***** Data for the task

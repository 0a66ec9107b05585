//! Fake blog post data.

use std::cell::RefCell;

use chrono::{DateTime, Duration, Utc};
use rand::rngs::StdRng;
use rand::seq::SliceRandom;
use rand::{Rng, SeedableRng};

use inkwell_core::domain::{AuthorName, NewBlogPost};

thread_local! {
    static RNG: RefCell<StdRng> = RefCell::new(StdRng::from_entropy());
}

const FIRST_NAMES: &[&str] = &[
    "Alice", "Bob", "Charlie", "Diana", "Eve", "Frank", "Grace", "Henry", "Ivy", "Jack", "Kate",
    "Liam", "Mia", "Noah", "Olivia", "Peter", "Quinn", "Ruby", "Sam", "Tina", "Uma", "Victor",
    "Willow", "Xander", "Yara", "Zoe",
];

const LAST_NAMES: &[&str] = &[
    "Anderson", "Brown", "Davis", "Evans", "Fisher", "Garcia", "Harris", "Johnson", "King",
    "Lopez", "Miller", "Nelson", "Oliveira", "Parker", "Roberts", "Smith", "Taylor", "Underwood",
    "Valdez", "Williams", "Young", "Zhang",
];

const CATCH_PHRASE_ADJECTIVES: &[&str] = &[
    "Adaptive", "Balanced", "Centralized", "Cross-platform", "Distributed", "Enhanced",
    "Focused", "Horizontal", "Innovative", "Managed", "Optimized", "Proactive", "Reactive",
    "Seamless", "Synergistic", "Universal",
];

const CATCH_PHRASE_DESCRIPTORS: &[&str] = &[
    "24/7", "asynchronous", "bottom-line", "client-driven", "context-sensitive", "dynamic",
    "fault-tolerant", "heuristic", "incremental", "mission-critical", "real-time", "scalable",
    "stateless", "tangible", "zero-defect",
];

const CATCH_PHRASE_NOUNS: &[&str] = &[
    "algorithm", "architecture", "benchmark", "capability", "database", "framework",
    "hierarchy", "initiative", "interface", "matrix", "middleware", "paradigm", "pipeline",
    "protocol", "toolset", "workforce",
];

const LOREM_WORDS: &[&str] = &[
    "lorem", "ipsum", "dolor", "sit", "amet", "consectetur", "adipiscing", "elit", "sed", "do",
    "eiusmod", "tempor", "incididunt", "ut", "labore", "et", "dolore", "magna", "aliqua", "enim",
    "ad", "minim", "veniam", "quis", "nostrud", "exercitation", "ullamco", "laboris", "nisi",
    "aliquip", "ex", "ea", "commodo", "consequat", "duis", "aute", "irure", "in", "voluptate",
];

/// Reseed this thread's generator for deterministic fixtures.
pub fn seed_fixtures(seed: u64) {
    RNG.with(|rng| {
        *rng.borrow_mut() = StdRng::seed_from_u64(seed);
    });
}

fn pick(words: &'static [&'static str]) -> &'static str {
    RNG.with(|rng| words.choose(&mut *rng.borrow_mut()).copied().unwrap_or_default())
}

fn random_range(min: i64, max: i64) -> i64 {
    RNG.with(|rng| rng.borrow_mut().gen_range(min..=max))
}

/// Generate a fake first name.
pub fn fake_first_name() -> String {
    pick(FIRST_NAMES).to_string()
}

/// Generate a fake last name.
pub fn fake_last_name() -> String {
    pick(LAST_NAMES).to_string()
}

/// Generate a corporate catch phrase, e.g. "Seamless real-time middleware".
pub fn fake_catch_phrase() -> String {
    format!(
        "{} {} {}",
        pick(CATCH_PHRASE_ADJECTIVES),
        pick(CATCH_PHRASE_DESCRIPTORS),
        pick(CATCH_PHRASE_NOUNS)
    )
}

/// Generate a sentence of lorem ipsum, capitalized and terminated.
pub fn fake_sentence() -> String {
    let len = random_range(4, 12);
    let words: Vec<&str> = (0..len).map(|_| pick(LOREM_WORDS)).collect();
    let sentence = words.join(" ");

    let mut chars = sentence.chars();
    match chars.next() {
        Some(first) => format!("{}{}.", first.to_uppercase(), chars.as_str()),
        None => String::new(),
    }
}

/// Generate a paragraph of three to six sentences.
pub fn fake_paragraph() -> String {
    let count = random_range(3, 6);
    (0..count)
        .map(|_| fake_sentence())
        .collect::<Vec<_>>()
        .join(" ")
}

/// Generate a timestamp within the last year.
pub fn fake_past_date() -> DateTime<Utc> {
    let seconds_ago = random_range(60, 365 * 24 * 60 * 60);
    Utc::now() - Duration::seconds(seconds_ago)
}

/// Generate a complete creation payload.
pub fn generate_post() -> NewBlogPost {
    NewBlogPost {
        author: AuthorName::new(fake_first_name(), fake_last_name()),
        title: fake_catch_phrase(),
        content: fake_paragraph(),
        created: Some(fake_past_date()),
    }
}

/// Generate `count` creation payloads.
pub fn generate_posts(count: usize) -> Vec<NewBlogPost> {
    (0..count).map(|_| generate_post()).collect()
}
//! HTTP handlers and route configuration.

mod health;
mod posts;

use actix_web::web;

use crate::middleware::error::json_error_handler;

/// Configure all application routes.
pub fn configure_routes(cfg: &mut web::ServiceConfig) {
    cfg.app_data(web::JsonConfig::default().error_handler(json_error_handler))
        .route("/health", web::get().to(health::health_check))
        // Post resource
        .service(
            web::resource("/posts")
                .route(web::get().to(posts::list_posts))
                .route(web::post().to(posts::create_post)),
        )
        .service(
            web::resource("/posts/{id}")
                .route(web::get().to(posts::get_post))
                .route(web::put().to(posts::update_post))
                .route(web::delete().to(posts::delete_post)),
        );
}
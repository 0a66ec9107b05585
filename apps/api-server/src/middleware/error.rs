//! Error handling - RFC 7807 compliant responses.

use actix_web::{HttpRequest, HttpResponse, ResponseError, error::JsonPayloadError, http::StatusCode};
use inkwell_core::error::{DomainError, RepoError};
use inkwell_shared::ErrorResponse;
use std::fmt;

/// Application-level error type that converts to RFC 7807 responses.
#[derive(Debug)]
pub enum AppError {
    NotFound(String),
    BadRequest(String),
    Conflict(String),
    Internal(String),
}

impl fmt::Display for AppError {
    fn fmt(&self, f: &mut fmt::Formatter<'_>) -> fmt::Result {
        match self {
            AppError::NotFound(msg) => write!(f, "Not found: {}", msg),
            AppError::BadRequest(msg) => write!(f, "Bad request: {}", msg),
            AppError::Conflict(msg) => write!(f, "Conflict: {}", msg),
            AppError::Internal(msg) => write!(f, "Internal error: {}", msg),
        }
    }
}

impl ResponseError for AppError {
    fn status_code(&self) -> StatusCode {
        match self {
            AppError::NotFound(_) => StatusCode::NOT_FOUND,
            AppError::BadRequest(_) => StatusCode::BAD_REQUEST,
            AppError::Conflict(_) => StatusCode::CONFLICT,
            AppError::Internal(_) => StatusCode::INTERNAL_SERVER_ERROR,
        }
    }

    fn error_response(&self) -> HttpResponse {
        let error = match self {
            AppError::NotFound(detail) => ErrorResponse::not_found(detail),
            AppError::BadRequest(detail) => ErrorResponse::bad_request(detail),
            AppError::Conflict(detail) => ErrorResponse::new(409, "Conflict").with_detail(detail),
            AppError::Internal(detail) => {
                tracing::error!("Internal error: {}", detail);
                ErrorResponse::internal_error()
            }
        };

        HttpResponse::build(self.status_code()).json(error)
    }
}

impl From<DomainError> for AppError {
    fn from(err: DomainError) -> Self {
        match err {
            DomainError::NotFound { entity_type, id } => {
                AppError::NotFound(format!("{} with id {} not found", entity_type, id))
            }
            DomainError::Validation(msg) => AppError::BadRequest(msg),
        }
    }
}

impl From<RepoError> for AppError {
    fn from(err: RepoError) -> Self {
        match err {
            RepoError::NotFound => AppError::NotFound("Resource not found".to_string()),
            RepoError::Constraint(msg) => AppError::Conflict(msg),
            RepoError::Connection(msg) => {
                tracing::error!("Database connection error: {}", msg);
                AppError::Internal("Database error".to_string())
            }
            RepoError::Query(msg) => {
                tracing::error!("Database query error: {}", msg);
                AppError::Internal("Database error".to_string())
            }
        }
    }
}

/// Render JSON body errors (malformed JSON, wrong content type) as problem details.
pub fn json_error_handler(err: JsonPayloadError, _req: &HttpRequest) -> actix_web::Error {
    tracing::debug!("Rejected request body: {}", err);
    AppError::BadRequest(err.to_string()).into()
}

/// Result type alias for handlers.
pub type AppResult<T> = Result<T, AppError>;
//! Telemetry initialization - tracing subscriber setup.

use std::env;

use tracing_subscriber::{EnvFilter, layer::SubscriberExt, util::SubscriberInitExt};

const DEFAULT_FILTER: &str = "info,api_server=debug,inkwell_infra=debug";

/// Telemetry configuration.
#[derive(Debug, Clone)]
pub struct TelemetryConfig {
    /// Enable JSON logging (for production).
    pub json_logs: bool,
    /// Service name for tracing.
    pub service_name: String,
}

impl Default for TelemetryConfig {
    fn default() -> Self {
        Self {
            json_logs: false,
            service_name: "inkwell-api".to_string(),
        }
    }
}

impl TelemetryConfig {
    /// Load configuration from environment variables.
    pub fn from_env() -> Self {
        Self::from_lookup(|key| env::var(key).ok())
    }

    pub fn from_lookup(lookup: impl Fn(&str) -> Option<String>) -> Self {
        let defaults = Self::default();
        Self {
            json_logs: lookup("LOG_FORMAT")
                .map(|v| v.eq_ignore_ascii_case("json"))
                .unwrap_or(defaults.json_logs),
            service_name: lookup("OTEL_SERVICE_NAME").unwrap_or(defaults.service_name),
        }
    }
}

/// Initialize the global tracing subscriber.
pub fn init_telemetry(config: &TelemetryConfig) {
    let env_filter =
        EnvFilter::try_from_default_env().unwrap_or_else(|_| EnvFilter::new(DEFAULT_FILTER));

    // Build and init subscriber based on log format
    if config.json_logs {
        tracing_subscriber::registry()
            .with(env_filter)
            .with(tracing_subscriber::fmt::layer().json())
            .init();
    } else {
        tracing_subscriber::registry()
            .with(env_filter)
            .with(tracing_subscriber::fmt::layer().pretty())
            .init();
    }

    tracing::info!(
        service = %config.service_name,
        json_logs = config.json_logs,
        "Telemetry initialized"
    );
}

#[cfg(test)]
mod tests {
    use super::*;

    #[test]
    fn test_json_format_is_case_insensitive() {
        let config = TelemetryConfig::from_lookup(|key| match key {
            "LOG_FORMAT" => Some("JSON".to_string()),
            _ => None,
        });
        assert!(config.json_logs);
        assert_eq!(config.service_name, "inkwell-api");
    }

    #[test]
    fn test_pretty_is_default() {
        let config = TelemetryConfig::from_lookup(|_| None);
        assert!(!config.json_logs);
    }
}
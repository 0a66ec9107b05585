//! Per-test store lifecycle: fresh store, seed, teardown.

use std::sync::Arc;

use tempfile::TempDir;
use thiserror::Error;

use inkwell_core::domain::BlogPost;
use inkwell_core::error::RepoError;
use inkwell_core::ports::{PostStore, StoreReset};
use inkwell_infra::{DatabaseConfig, DatabasePool, InMemoryPostStore};

use crate::fixtures::generate_posts;

/// Number of posts seeded before each test case.
pub const SEED_COUNT: usize = 10;

/// Test harness errors.
#[derive(Debug, Error)]
pub enum HarnessError {
    #[error("Test database setup failed: {0}")]
    Database(String),

    #[error(transparent)]
    Store(#[from] RepoError),

    #[error("Temporary directory unavailable: {0}")]
    Io(#[from] std::io::Error),
}

/// Which store a test case runs against.
#[derive(Debug, Clone, Copy, PartialEq, Eq)]
pub enum Backend {
    /// SeaORM store on a SQLite file in a temporary directory.
    Sqlite,
    /// In-memory store.
    Memory,
}

/// A store owned by one test case.
///
/// The reset capability stays here, next to the store, so it never needs to
/// be part of what the HTTP layer sees.
pub struct TestStore {
    store: Arc<dyn PostStore>,
    reset: Arc<dyn StoreReset>,
    seeded: Vec<BlogPost>,
    _dir: Option<TempDir>,
}

impl TestStore {
    /// SQLite-backed store seeded with [`SEED_COUNT`] posts.
    pub async fn setup() -> Result<Self, HarnessError> {
        Self::setup_with(Backend::Sqlite, SEED_COUNT).await
    }

    /// Store on `backend`, seeded with `seed_count` posts.
    pub async fn setup_with(backend: Backend, seed_count: usize) -> Result<Self, HarnessError> {
        let (store, reset, dir): (Arc<dyn PostStore>, Arc<dyn StoreReset>, Option<TempDir>) =
            match backend {
                Backend::Sqlite => {
                    let dir = TempDir::new()?;
                    let path = dir.path().join("posts.db");
                    let url = format!("sqlite://{}?mode=rwc", path.display());
                    let config = DatabaseConfig {
                        max_connections: 4,
                        min_connections: 1,
                        ..DatabaseConfig::new(url)
                    };
                    let pool = DatabasePool::init(&config)
                        .await
                        .map_err(|e| HarnessError::Database(e.to_string()))?;
                    let concrete = Arc::new(pool.post_store());
                    let reset: Arc<dyn StoreReset> = concrete.clone();
                    let store: Arc<dyn PostStore> = concrete;
                    (store, reset, Some(dir))
                }
                Backend::Memory => {
                    let concrete = Arc::new(InMemoryPostStore::new());
                    let reset: Arc<dyn StoreReset> = concrete.clone();
                    let store: Arc<dyn PostStore> = concrete;
                    (store, reset, None)
                }
            };

        let seeded = seed_posts(store.as_ref(), seed_count).await?;

        Ok(Self {
            store,
            reset,
            seeded,
            _dir: dir,
        })
    }

    /// The store, as the HTTP layer sees it.
    pub fn store(&self) -> Arc<dyn PostStore> {
        Arc::clone(&self.store)
    }

    /// Posts inserted during setup, in insertion order.
    pub fn seeded(&self) -> &[BlogPost] {
        &self.seeded
    }

    /// Wipe every record. Returns how many were removed.
    pub async fn teardown(self) -> Result<u64, HarnessError> {
        tracing::warn!("Deleting database.");
        Ok(self.reset.drop_all().await?)
    }
}

/// Insert `count` generated posts as one batch.
pub async fn seed_posts(store: &dyn PostStore, count: usize) -> Result<Vec<BlogPost>, RepoError> {
    tracing::info!(count, "Seeding blog post data");
    store.insert_many(generate_posts(count)).await
}
use chrono::{DateTime, SubsecRound, Utc};
use serde::{Deserialize, Serialize};
use uuid::Uuid;

use crate::error::DomainError;

/// Timestamps are kept at microsecond precision, which is what SQL backends store.
const TIMESTAMP_PRECISION: u16 = 6;

/// Author name, stored as separate parts.
#[derive(Debug, Clone, PartialEq, Eq, Serialize, Deserialize)]
#[serde(rename_all = "camelCase")]
pub struct AuthorName {
    pub first_name: String,
    pub last_name: String,
}

impl AuthorName {
    pub fn new(first_name: impl Into<String>, last_name: impl Into<String>) -> Self {
        Self {
            first_name: first_name.into(),
            last_name: last_name.into(),
        }
    }

    /// The name as shown to API clients: `"<first> <last>"`.
    pub fn display_name(&self) -> String {
        format!("{} {}", self.first_name, self.last_name)
    }
}

/// Payload for creating a post. The store assigns the id.
#[derive(Debug, Clone, PartialEq, Eq, Serialize, Deserialize)]
pub struct NewBlogPost {
    pub author: AuthorName,
    pub title: String,
    pub content: String,
    pub created: Option<DateTime<Utc>>,
}

impl NewBlogPost {
    /// Reject payloads with a blank author part, title or content.
    pub fn validate(&self) -> Result<(), DomainError> {
        let fields = [
            ("author.firstName", &self.author.first_name),
            ("author.lastName", &self.author.last_name),
            ("title", &self.title),
            ("content", &self.content),
        ];
        match fields.iter().find(|(_, value)| value.trim().is_empty()) {
            Some((name, _)) => Err(DomainError::Validation(format!(
                "Missing `{}` in request body",
                name
            ))),
            None => Ok(()),
        }
    }
}

/// BlogPost entity.
///
/// `id`, `author` and `created` are write-once; only `title` and `content`
/// change after creation, through [`PostChanges`].
#[derive(Debug, Clone, PartialEq, Eq, Serialize, Deserialize)]
pub struct BlogPost {
    pub id: Uuid,
    pub author: AuthorName,
    pub title: String,
    pub content: String,
    pub created: DateTime<Utc>,
}

impl BlogPost {
    /// Create a post from a creation payload, assigning a fresh id and
    /// defaulting `created` to now.
    pub fn new(payload: NewBlogPost) -> Self {
        let created = payload.created.unwrap_or_else(Utc::now);
        Self {
            id: Uuid::new_v4(),
            author: payload.author,
            title: payload.title,
            content: payload.content,
            created: created.trunc_subsecs(TIMESTAMP_PRECISION),
        }
    }

    /// Apply an update; fields left `None` are kept.
    pub fn apply(&mut self, changes: PostChanges) {
        if let Some(title) = changes.title {
            self.title = title;
        }
        if let Some(content) = changes.content {
            self.content = content;
        }
    }
}

/// Fields of a post that may be updated.
#[derive(Debug, Clone, Default, PartialEq, Eq, Serialize, Deserialize)]
pub struct PostChanges {
    pub title: Option<String>,
    pub content: Option<String>,
}

impl PostChanges {
    pub fn is_empty(&self) -> bool {
        self.title.is_none() && self.content.is_none()
    }

    /// Reject supplied fields that are blank. Omitted fields are fine.
    pub fn validate(&self) -> Result<(), DomainError> {
        let fields = [("title", &self.title), ("content", &self.content)];
        match fields
            .iter()
            .find(|(_, value)| value.as_deref().is_some_and(|v| v.trim().is_empty()))
        {
            Some((name, _)) => Err(DomainError::Validation(format!(
                "Blank `{}` in request body",
                name
            ))),
            None => Ok(()),
        }
    }
}

#[cfg(test)]
mod tests {
    use super::*;
    use chrono::{Duration, TimeZone};

    fn payload() -> NewBlogPost {
        NewBlogPost {
            author: AuthorName::new("Ada", "Lovelace"),
            title: "Notes".to_string(),
            content: "On the analytical engine.".to_string(),
            created: None,
        }
    }

    #[test]
    fn test_display_name_joins_with_single_space() {
        let author = AuthorName::new("Grace", "Hopper");
        assert_eq!(author.display_name(), "Grace Hopper");
    }

    #[test]
    fn test_new_assigns_unique_ids() {
        let a = BlogPost::new(payload());
        let b = BlogPost::new(payload());
        assert_ne!(a.id, b.id);
    }

    #[test]
    fn test_new_keeps_supplied_created() {
        let created = Utc.with_ymd_and_hms(2021, 3, 14, 15, 9, 26).unwrap();
        let post = BlogPost::new(NewBlogPost {
            created: Some(created),
            ..payload()
        });
        assert_eq!(post.created, created);
    }

    #[test]
    fn test_new_defaults_created_to_now() {
        let before = Utc::now() - Duration::seconds(1);
        let post = BlogPost::new(payload());
        assert!(post.created >= before);
        assert!(post.created <= Utc::now());
    }

    #[test]
    fn test_created_truncated_to_micros() {
        let created = Utc.timestamp_nanos(1_600_000_000_123_456_789);
        let post = BlogPost::new(NewBlogPost {
            created: Some(created),
            ..payload()
        });
        assert_eq!(post.created.timestamp_subsec_nanos(), 123_456_000);
    }

    #[test]
    fn test_apply_updates_only_supplied_fields() {
        let mut post = BlogPost::new(payload());
        let original = post.clone();

        post.apply(PostChanges {
            title: Some("Revised".to_string()),
            content: None,
        });

        assert_eq!(post.title, "Revised");
        assert_eq!(post.content, original.content);
        assert_eq!(post.id, original.id);
        assert_eq!(post.author, original.author);
        assert_eq!(post.created, original.created);
    }

    #[test]
    fn test_apply_empty_changes_is_noop() {
        let mut post = BlogPost::new(payload());
        let original = post.clone();
        post.apply(PostChanges::default());
        assert_eq!(post, original);
    }

    #[test]
    fn test_changes_validate_allows_omitted_fields() {
        assert!(PostChanges::default().validate().is_ok());
        let changes = PostChanges {
            title: None,
            content: Some("New body.".to_string()),
        };
        assert!(changes.validate().is_ok());
    }

    #[test]
    fn test_changes_validate_rejects_blank_fields() {
        let changes = PostChanges {
            title: Some("   ".to_string()),
            content: Some(String::new()),
        };
        let err = changes.validate().unwrap_err();
        assert!(matches!(err, DomainError::Validation(ref msg) if msg.contains("`title`")));

        let changes = PostChanges {
            title: Some("Fine".to_string()),
            content: Some("\n".to_string()),
        };
        let err = changes.validate().unwrap_err();
        assert!(matches!(err, DomainError::Validation(ref msg) if msg.contains("`content`")));
    }

    #[test]
    fn test_validate_accepts_complete_payload() {
        assert!(payload().validate().is_ok());
    }

    #[test]
    fn test_validate_names_first_blank_field() {
        let mut p = payload();
        p.author.last_name = "  ".to_string();
        p.title = String::new();

        let err = p.validate().unwrap_err();
        assert!(matches!(err, DomainError::Validation(ref msg) if msg.contains("author.lastName")));
    }

    #[test]
    fn test_author_serializes_camel_case() {
        let json = serde_json::to_value(AuthorName::new("Alan", "Turing")).unwrap();
        assert_eq!(json["firstName"], "Alan");
        assert_eq!(json["lastName"], "Turing");
    }
}
//! In-process execution path and one-call helpers.
//!
//! No WebAssembly engine is embedded: local execution spins for a fixed
//! amount of work and reports how long that took.

use std::time::Instant;

use crate::{
    client::Client,
    constants::{LOCAL_EXECUTION_ITERATIONS, SIMULATED_MEMORY_USED},
    error::{WasmifyError, WasmifyResult},
    operations::require,
    types::ExecutionResult,
};

/// Run `function_name` from the module at `file_path` on this machine.
///
/// The file is not opened.
pub fn execute_local(
    file_path: &str,
    function_name: &str,
    args: &[&str],
) -> WasmifyResult<ExecutionResult> {
    require(file_path, "file_path")?;
    require(function_name, "function_name")?;

    let start = Instant::now();
    let mut work = 0u64;
    for i in 0..LOCAL_EXECUTION_ITERATIONS {
        work = std::hint::black_box(work.wrapping_add(u64::from(i)));
    }
    let execution_time = start.elapsed().as_secs_f64() * 1000.0;

    tracing::debug!(
        "Executed {}::{} locally in {:.3}ms",
        file_path,
        function_name,
        execution_time
    );

    Ok(ExecutionResult {
        success: true,
        result: Some(format!(
            "Executed {} with {} args",
            function_name,
            args.len()
        )),
        execution_time,
        memory_used: SIMULATED_MEMORY_USED,
        error: None,
    })
}

/// Execute locally and return only the result text.
pub fn run(file_path: &str, function_name: &str, args: &[&str]) -> WasmifyResult<String> {
    let result = execute_local(file_path, function_name, args)?;
    if !result.success {
        return Err(WasmifyError::Execution(
            result.error.unwrap_or_else(|| "unknown error".to_string()),
        ));
    }
    Ok(result.result.unwrap_or_default())
}

/// Upload `file_path` as `name` and deploy it, using a default client.
///
/// Returns the deployment id.
pub fn deploy_to_cloud(file_path: &str, name: &str, regions: &[&str]) -> WasmifyResult<String> {
    Client::with_defaults()?.deploy_to_cloud(file_path, name, regions)
}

**********

[Work request] Among the lines of the entries, count those containing the string "pick" and give only the number.

[Reply] 7